If I may say so, I’m not the biggest fan of Malaysian bak kut teh.
I don’t dislike it, but as with herbal chicken, it has a strong aromatic flavor and taste that just isn’t suitable for consumption on a daily basis. Besides, as the Chinese would say, it’s “heaty”.
Owing to the multi-ethnic and cosmopolitan fabric of the nation, bak kut teh, as with many Singaporean street dishes, has several versions.
For bak kut teh (literally, pork bone tea), there’s the indiscriminately named “Malaysian version”, which as the name suggests, has its origins from the states up north. And the pork rib soup is garnished with clear cuts of beancurd skin, sliced button mushrooms and a slice of leafy vegetable. Also refered to as the “herbal bak kut teh”, it has a umistakable Chinese herbal aroma. Unsurprisingly, it has the richest of flavors, which is the exact reason why it’s not more popular with Singaporeans who’re typically accustomed to tamer piquancy. It’s this version that Hongji Claypot Bak Kut Teh serves.

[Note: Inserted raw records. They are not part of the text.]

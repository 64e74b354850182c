use std::collections::BTreeSet;

use shared_types::{find_item, MenuItem, Role, FALLBACK_VIEW_ID};

use crate::menus;

/// What a menu click did to the navigation state.
#[derive(Debug, Clone, Copy, PartialEq, Eq)]
pub enum Selection {
    /// A leaf was selected and became the active view.
    Activated,
    /// A parent was clicked; `expanded` is its state after the toggle.
    Toggled { expanded: bool },
    /// The id is not in the current tree. It still becomes the active view
    /// and renders as a placeholder.
    Unlisted,
}

/// Owns which view is active and which parent items are expanded for the
/// current role.
///
/// Collapsed parents are simply absent from the expansion set, so toggling
/// the same parent twice restores the previous state exactly.
#[derive(Debug, Clone, PartialEq)]
pub struct NavigationController {
    role: Role,
    menu: &'static [MenuItem],
    active_view_id: String,
    expanded_menus: BTreeSet<&'static str>,
}

/// First top-level id of `menu`, or the fallback id for an empty tree.
fn initial_view_id(menu: &[MenuItem]) -> String {
    menu.first()
        .map(|item| item.id)
        .unwrap_or(FALLBACK_VIEW_ID)
        .to_string()
}

impl NavigationController {
    pub fn new(role: Role) -> Self {
        Self::with_menu(role, menus::resolve(role))
    }

    /// Build a controller over an explicit tree instead of the role's
    /// built-in menu.
    pub fn with_menu(role: Role, menu: &'static [MenuItem]) -> Self {
        Self {
            role,
            menu,
            active_view_id: initial_view_id(menu),
            expanded_menus: BTreeSet::new(),
        }
    }

    /// Switch roles. The previous navigation state is discarded, never merged.
    pub fn set_role(&mut self, role: Role) {
        *self = Self::new(role);
        tracing::debug!(%role, active = %self.active_view_id, "navigation reset");
    }

    /// Handle a click on any item of the current tree.
    pub fn select_menu_item(&mut self, id: &str) -> Selection {
        let Some(found) = find_item(self.menu, id) else {
            tracing::debug!(role = %self.role, id, "selected id is not in the menu");
            self.active_view_id = id.to_string();
            return Selection::Unlisted;
        };
        let item = found.item;
        if item.is_parent() {
            let expanded = self.toggle_expanded(item.id);
            tracing::debug!(id, expanded, "submenu toggled");
            Selection::Toggled { expanded }
        } else {
            self.active_view_id = item.id.to_string();
            tracing::debug!(id, "view activated");
            Selection::Activated
        }
    }

    /// Handle a click on an entry inside `parent_id`'s submenu. The parent
    /// stays expanded.
    pub fn select_submenu_item(&mut self, parent_id: &str, id: &str) -> Selection {
        let under_parent = find_item(self.menu, parent_id)
            .map(|found| found.item.contains(id))
            .unwrap_or(false);
        if !under_parent {
            tracing::debug!(parent_id, id, "submenu item not found under parent");
        }
        self.select_menu_item(id)
    }

    fn toggle_expanded(&mut self, id: &'static str) -> bool {
        if self.expanded_menus.remove(id) {
            false
        } else {
            self.expanded_menus.insert(id);
            true
        }
    }

    pub fn role(&self) -> Role {
        self.role
    }

    pub fn menu(&self) -> &'static [MenuItem] {
        self.menu
    }

    pub fn active_view_id(&self) -> &str {
        &self.active_view_id
    }

    /// Ids of the parent items currently showing their submenu.
    pub fn expanded_menus(&self) -> &BTreeSet<&'static str> {
        &self.expanded_menus
    }

    pub fn is_expanded(&self, id: &str) -> bool {
        self.expanded_menus.contains(id)
    }

    /// True if `id` is the active view or an ancestor of it.
    pub fn is_branch_active(&self, id: &str) -> bool {
        if self.active_view_id == id {
            return true;
        }
        find_item(self.menu, id)
            .map(|found| found.item.contains(&self.active_view_id))
            .unwrap_or(false)
    }
}
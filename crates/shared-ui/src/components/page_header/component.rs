use dioxus::prelude::*;

/// Title block at the top of a view, with the menu path above it and
/// optional actions on the right.
#[component]
pub fn PageHeader(
    title: String,
    #[props(default)] breadcrumb: Vec<String>,
    #[props(default)] subtitle: Option<String>,
    children: Element,
) -> Element {
    let last = breadcrumb.len().saturating_sub(1);

    rsx! {
        document::Link { rel: "stylesheet", href: asset!("./style.css") }
        div { class: "page-header",
            div {
                if breadcrumb.len() > 1 {
                    nav { class: "page-breadcrumb", "aria-label": "Breadcrumb",
                        for (i, crumb) in breadcrumb.iter().enumerate() {
                            span {
                                key: "{i}",
                                class: if i == last { "crumb current" } else { "crumb" },
                                "{crumb}"
                            }
                            if i != last {
                                span { class: "crumb-separator", "/" }
                            }
                        }
                    }
                }
                h1 { class: "page-title", "{title}" }
                if let Some(text) = subtitle {
                    p { class: "page-subtitle", "{text}" }
                }
            }
            div { class: "page-actions", {children} }
        }
    }
}
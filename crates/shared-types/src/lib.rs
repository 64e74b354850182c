pub mod config;
pub mod error;
pub mod menu;
pub mod role;
pub mod view;

pub use config::*;
pub use error::*;
pub use menu::*;
pub use role::*;
pub use view::*;
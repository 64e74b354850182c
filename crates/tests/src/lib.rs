#[cfg(test)]
mod common;

#[cfg(test)]
mod menu_resolver_tests;

#[cfg(test)]
mod navigation_tests;

#[cfg(test)]
mod sidebar_tests;

#[cfg(test)]
mod view_resolver_tests;

#[cfg(test)]
mod session_scenario_tests;

#[cfg(test)]
mod config_tests;

#[cfg(test)]
mod property_tests;
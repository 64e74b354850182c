use dioxus::prelude::*;
use dioxus_free_icons::icons::ld_icons::{
    LdBell, LdBookOpen, LdBriefcase, LdCalendar, LdClock, LdFileText, LdFolder,
    LdLayoutDashboard, LdLock, LdLockOpen, LdPackage, LdScale, LdSearch, LdSettings, LdShield,
    LdUserCheck, LdUsers,
};
use dioxus_free_icons::Icon;
use shared_types::IconRef;

const ICON_SIZE: u32 = 18;

/// Glyph for a menu entry.
#[component]
pub fn MenuIcon(icon: IconRef) -> Element {
    match icon {
        IconRef::Dashboard => rsx! { Icon::<LdLayoutDashboard> { icon: LdLayoutDashboard, width: ICON_SIZE, height: ICON_SIZE } },
        IconRef::Academics | IconRef::Library => rsx! { Icon::<LdBookOpen> { icon: LdBookOpen, width: ICON_SIZE, height: ICON_SIZE } },
        IconRef::Finance => rsx! { Icon::<LdBriefcase> { icon: LdBriefcase, width: ICON_SIZE, height: ICON_SIZE } },
        IconRef::People => rsx! { Icon::<LdUsers> { icon: LdUsers, width: ICON_SIZE, height: ICON_SIZE } },
        IconRef::Research => rsx! { Icon::<LdSearch> { icon: LdSearch, width: ICON_SIZE, height: ICON_SIZE } },
        IconRef::Calendar => rsx! { Icon::<LdCalendar> { icon: LdCalendar, width: ICON_SIZE, height: ICON_SIZE } },
        IconRef::Attendance => rsx! { Icon::<LdClock> { icon: LdClock, width: ICON_SIZE, height: ICON_SIZE } },
        IconRef::Reports => rsx! { Icon::<LdFileText> { icon: LdFileText, width: ICON_SIZE, height: ICON_SIZE } },
        IconRef::Records => rsx! { Icon::<LdFolder> { icon: LdFolder, width: ICON_SIZE, height: ICON_SIZE } },
        IconRef::Hostel => rsx! { Icon::<LdPackage> { icon: LdPackage, width: ICON_SIZE, height: ICON_SIZE } },
        IconRef::Examinations => rsx! { Icon::<LdScale> { icon: LdScale, width: ICON_SIZE, height: ICON_SIZE } },
        IconRef::Staff => rsx! { Icon::<LdUserCheck> { icon: LdUserCheck, width: ICON_SIZE, height: ICON_SIZE } },
        IconRef::Security => rsx! { Icon::<LdShield> { icon: LdShield, width: ICON_SIZE, height: ICON_SIZE } },
        IconRef::Notifications => rsx! { Icon::<LdBell> { icon: LdBell, width: ICON_SIZE, height: ICON_SIZE } },
        IconRef::Settings => rsx! { Icon::<LdSettings> { icon: LdSettings, width: ICON_SIZE, height: ICON_SIZE } },
    }
}

/// Pin state glyph for the sidebar lock toggle.
#[component]
pub fn LockIcon(locked: bool) -> Element {
    if locked {
        rsx! { Icon::<LdLock> { icon: LdLock, width: 16, height: 16 } }
    } else {
        rsx! { Icon::<LdLockOpen> { icon: LdLockOpen, width: 16, height: 16 } }
    }
}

You may or may not already know this, but due to the more tedious preparation of this dish, bak kut teh often commands a bit of a premium compared to other hawker favorites. The most basic works, which comprises of a pork ribs soup and rice with a complimentary side of sliced chili in dark soy sauce, typically costs about SGD 7 to 12. So, it’s somewhat of a miracle that Hongji is managing SGD 5 averages and the food doesn’t suck.
The original stall is located at Marsiling, but if that’s too far for you, there are a handful of branches scattered somewhat across the island. When I said “across the island”, I meant that they’re located at Ang Mo Kio, Ang Mo Kio Industrial Park (read: Serangoon North), Sin Ming and Geylang. Staying in Sin Ming, I of course, went to the one at Ang Mo Kio. The Sin Ming location is at Blk 22, which is technically very near where I stay (straight line distance) but is completely out-of-place for anyone with no wheels. The Ang Mo Kio outlet is located at Blk 107, which is rightly placed at the southern entrance of Mayflower/Kebun Bahru station of the future Thomson Line, or for the “now” folks, junction of Street 11 and Avenue 4 off Avenue 3. And it’s a blissful 20 minute stroll from my place, of which two-thirds of it is through Ang Mo Kio-Bishan Park.

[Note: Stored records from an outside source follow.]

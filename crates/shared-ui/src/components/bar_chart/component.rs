use dioxus::prelude::*;

/// One labelled bar.
#[derive(Debug, Clone, PartialEq)]
pub struct Bar {
    pub label: String,
    pub value: f64,
}

impl Bar {
    pub fn new(label: impl Into<String>, value: f64) -> Self {
        Self {
            label: label.into(),
            value,
        }
    }
}

/// Width of a bar as a percentage of `max`, clamped to `0..=100`.
pub fn bar_width_percent(value: f64, max: f64) -> f64 {
    if max <= 0.0 || !value.is_finite() || !max.is_finite() {
        return 0.0;
    }
    (value / max * 100.0).clamp(0.0, 100.0)
}

/// Whole numbers print without decimals, everything else with one.
pub fn format_value(value: f64, unit: &str) -> String {
    if value.fract() == 0.0 {
        format!("{value:.0}{unit}")
    } else {
        format!("{value:.1}{unit}")
    }
}

/// Horizontal bar chart. Bars are scaled against `max`, or against the
/// largest value when no max is given.
#[component]
pub fn BarChart(
    bars: Vec<Bar>,
    #[props(default)] unit: String,
    #[props(default)] max: Option<f64>,
) -> Element {
    let scale = max.unwrap_or_else(|| bars.iter().map(|b| b.value).fold(0.0, f64::max));
    let rows: Vec<(String, String, String)> = bars
        .iter()
        .map(|bar| {
            (
                bar.label.clone(),
                format!("width: {:.0}%", bar_width_percent(bar.value, scale)),
                format_value(bar.value, &unit),
            )
        })
        .collect();

    rsx! {
        document::Link { rel: "stylesheet", href: asset!("./style.css") }
        div { class: "bar-chart",
            for (i, (label, style, value)) in rows.into_iter().enumerate() {
                div { key: "{i}", class: "bar-row",
                    span { class: "bar-label", "{label}" }
                    div { class: "bar-track",
                        div { class: "bar-fill", style: "{style}" }
                    }
                    span { class: "bar-value", "{value}" }
                }
            }
        }
    }
}
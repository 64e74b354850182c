use dioxus::prelude::*;

/// Caller attributes layered over the component's own class and data flags.
fn sidebar_attrs(class: &'static str, flags: &[(&'static str, bool)], extra: Vec<Attribute>) -> Vec<Attribute> {
    let mut base = vec![Attribute::new("class", class, None, false)];
    for (name, on) in flags {
        base.push(Attribute::new(*name, if *on { "true" } else { "false" }, None, false));
    }
    dioxus_primitives::merge_attributes(vec![base, extra])
}

/// Outermost flex row holding the sidebar and the inset.
#[component]
pub fn SidebarProvider(collapsed: bool, children: Element) -> Element {
    rsx! {
        document::Link { rel: "stylesheet", href: asset!("./style.css") }
        div {
            class: "sidebar-provider",
            "data-sidebar-collapsed": if collapsed { "true" } else { "false" },
            {children}
        }
    }
}

/// Navigation column.
///
/// Width is whatever `collapsed` says; the owner decides it and reacts to the
/// forwarded pointer enter/leave.
#[component]
pub fn Sidebar(
    collapsed: bool,
    locked: bool,
    #[props(default)] on_pointer_enter: Option<EventHandler<()>>,
    #[props(default)] on_pointer_leave: Option<EventHandler<()>>,
    #[props(extends = GlobalAttributes)] attributes: Vec<Attribute>,
    children: Element,
) -> Element {
    let mut attrs = sidebar_attrs("sidebar", &[("data-locked", locked)], attributes);
    attrs.push(Attribute::new(
        "data-state",
        if collapsed { "collapsed" } else { "expanded" },
        None,
        false,
    ));

    rsx! {
        aside {
            onmouseenter: move |_| {
                if let Some(handler) = &on_pointer_enter {
                    handler.call(());
                }
            },
            onmouseleave: move |_| {
                if let Some(handler) = &on_pointer_leave {
                    handler.call(());
                }
            },
            ..attrs,
            {children}
        }
    }
}

#[component]
pub fn SidebarHeader(
    #[props(extends = GlobalAttributes)] attributes: Vec<Attribute>,
    children: Element,
) -> Element {
    let attrs = sidebar_attrs("sidebar-header", &[], attributes);
    rsx! {
        div { ..attrs, {children} }
    }
}

/// Scrolls independently of the header and footer.
#[component]
pub fn SidebarContent(
    #[props(extends = GlobalAttributes)] attributes: Vec<Attribute>,
    children: Element,
) -> Element {
    let attrs = sidebar_attrs("sidebar-content", &[], attributes);
    rsx! {
        nav { ..attrs, {children} }
    }
}

#[component]
pub fn SidebarFooter(
    #[props(extends = GlobalAttributes)] attributes: Vec<Attribute>,
    children: Element,
) -> Element {
    let attrs = sidebar_attrs("sidebar-footer", &[], attributes);
    rsx! {
        div { ..attrs, {children} }
    }
}

#[component]
pub fn SidebarMenu(
    #[props(extends = GlobalAttributes)] attributes: Vec<Attribute>,
    children: Element,
) -> Element {
    let attrs = sidebar_attrs("sidebar-menu", &[], attributes);
    rsx! {
        ul { ..attrs, {children} }
    }
}

#[component]
pub fn SidebarMenuItem(
    #[props(extends = GlobalAttributes)] attributes: Vec<Attribute>,
    children: Element,
) -> Element {
    let attrs = sidebar_attrs("sidebar-menu-item", &[], attributes);
    rsx! {
        li { ..attrs, {children} }
    }
}

/// Top-level entry button.
///
/// Pass `expanded` only for entries that own a submenu: it adds the caret and
/// `aria-expanded`.
#[component]
pub fn SidebarMenuButton(
    #[props(default = false)] active: bool,
    #[props(default)] expanded: Option<bool>,
    #[props(default)] onclick: Option<EventHandler<MouseEvent>>,
    #[props(extends = GlobalAttributes)] attributes: Vec<Attribute>,
    children: Element,
) -> Element {
    let mut flags = vec![("data-active", active)];
    if let Some(open) = expanded {
        flags.push(("aria-expanded", open));
    }
    let attrs = sidebar_attrs("sidebar-menu-button", &flags, attributes);

    rsx! {
        button {
            r#type: "button",
            onclick: move |evt| {
                if let Some(handler) = &onclick {
                    handler.call(evt);
                }
            },
            ..attrs,
            {children}
            if let Some(open) = expanded {
                span {
                    class: "sidebar-menu-caret",
                    "data-open": if open { "true" } else { "false" },
                    "\u{25B8}"
                }
            }
        }
    }
}

/// Hidden by the stylesheet while the sidebar is narrow.
#[component]
pub fn SidebarMenuLabel(children: Element) -> Element {
    rsx! {
        span { class: "sidebar-menu-label", {children} }
    }
}

#[component]
pub fn SidebarMenuSub(
    #[props(extends = GlobalAttributes)] attributes: Vec<Attribute>,
    children: Element,
) -> Element {
    let attrs = sidebar_attrs("sidebar-menu-sub", &[], attributes);
    rsx! {
        ul { ..attrs, {children} }
    }
}

#[component]
pub fn SidebarMenuSubItem(
    #[props(extends = GlobalAttributes)] attributes: Vec<Attribute>,
    children: Element,
) -> Element {
    let attrs = sidebar_attrs("sidebar-menu-sub-item", &[], attributes);
    rsx! {
        li { ..attrs, {children} }
    }
}

#[component]
pub fn SidebarMenuSubButton(
    #[props(default = false)] active: bool,
    #[props(default)] onclick: Option<EventHandler<MouseEvent>>,
    #[props(extends = GlobalAttributes)] attributes: Vec<Attribute>,
    children: Element,
) -> Element {
    let attrs = sidebar_attrs("sidebar-menu-sub-button", &[("data-active", active)], attributes);

    rsx! {
        button {
            r#type: "button",
            onclick: move |evt| {
                if let Some(handler) = &onclick {
                    handler.call(evt);
                }
            },
            ..attrs,
            {children}
        }
    }
}

/// Collapse/expand button for the navbar.
#[component]
pub fn SidebarTrigger(
    collapsed: bool,
    onclick: EventHandler<MouseEvent>,
    #[props(extends = GlobalAttributes)] attributes: Vec<Attribute>,
    children: Element,
) -> Element {
    let attrs = sidebar_attrs("sidebar-trigger", &[], attributes);

    rsx! {
        button {
            r#type: "button",
            "aria-label": if collapsed { "Expand sidebar" } else { "Collapse sidebar" },
            onclick: move |evt| onclick.call(evt),
            ..attrs,
            {children}
        }
    }
}

/// Pin button. Pinned keeps the current width; unpinned follows the pointer.
#[component]
pub fn SidebarLockToggle(
    locked: bool,
    onclick: EventHandler<MouseEvent>,
    #[props(extends = GlobalAttributes)] attributes: Vec<Attribute>,
    children: Element,
) -> Element {
    let attrs = sidebar_attrs(
        "sidebar-lock",
        &[("data-locked", locked), ("aria-pressed", locked)],
        attributes,
    );

    rsx! {
        button {
            r#type: "button",
            title: if locked { "Unpin sidebar" } else { "Pin sidebar" },
            onclick: move |evt| onclick.call(evt),
            ..attrs,
            {children}
        }
    }
}

#[component]
pub fn SidebarSeparator(
    #[props(extends = GlobalAttributes)] attributes: Vec<Attribute>,
) -> Element {
    let attrs = sidebar_attrs("sidebar-separator", &[], attributes);
    rsx! {
        hr { ..attrs }
    }
}

/// Page area to the right of the sidebar.
#[component]
pub fn SidebarInset(
    #[props(extends = GlobalAttributes)] attributes: Vec<Attribute>,
    children: Element,
) -> Element {
    let attrs = sidebar_attrs("sidebar-inset", &[], attributes);
    rsx! {
        main { ..attrs, {children} }
    }
}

The stew is conjured from the essence of quintessential Chinese herbs like dang shen (codonopsis root), dang gui (Chinese Angelica root) and dried tangerine peel in addition to the pork rib. These give it a soup that’s rich and nourishing while keeping it light enough for diners who’re not accustomed to Chinese herbs. I initially found it less overpowering than most Chinese herbal chicken dishes, but I’d say it’s a gradual build up. Towards the end, I thought it got increasingly Chinese medicinal in taste for some reason.
And that’s where the side of sliced bird’s-eye chili (chili padi) in dark soy sauce comes in handy. The sweetness of the dark soy sauce really balances out the building up of the bitterness coming from the broth. Mine was, as usual, straight iced tea)
Hongji very considerably serves the pork ribs sliced into bite-sized pieces, but as with many bak kut teh eateries (even the good ones), the meat ultimately flirts between tender and overdone. And for some, the latter’s fine, because eating bak kut teh is more than just the pork rib. It’s as much as, and sometimes more about the broth than anything. Diners would order bowls and bowls of Chinese crullers (you tiao), knowing that the fragrant saltiness and the porous nature of the pastry will enhance the appreciation of the broth.
According to Daniel Food Diary, the Ang Mo Kio branch (which I visited) has adapted the tastes slightly towards the blander side to suit local palettes. It’s good and bad, I suppose. For those who appreciate Malaysian bak kut teh, Hongji at Ang Mo Kio may come up short.
Overall, I thought it was okay. I didn’t go to heaven and come back enlightened, but it’s certainly far from bad or mediocre. If I crave bak kut teh, I might come back but between you and me, there are a handful of options for bak kut teh around my place so…it adds to the variety, I s’ppose.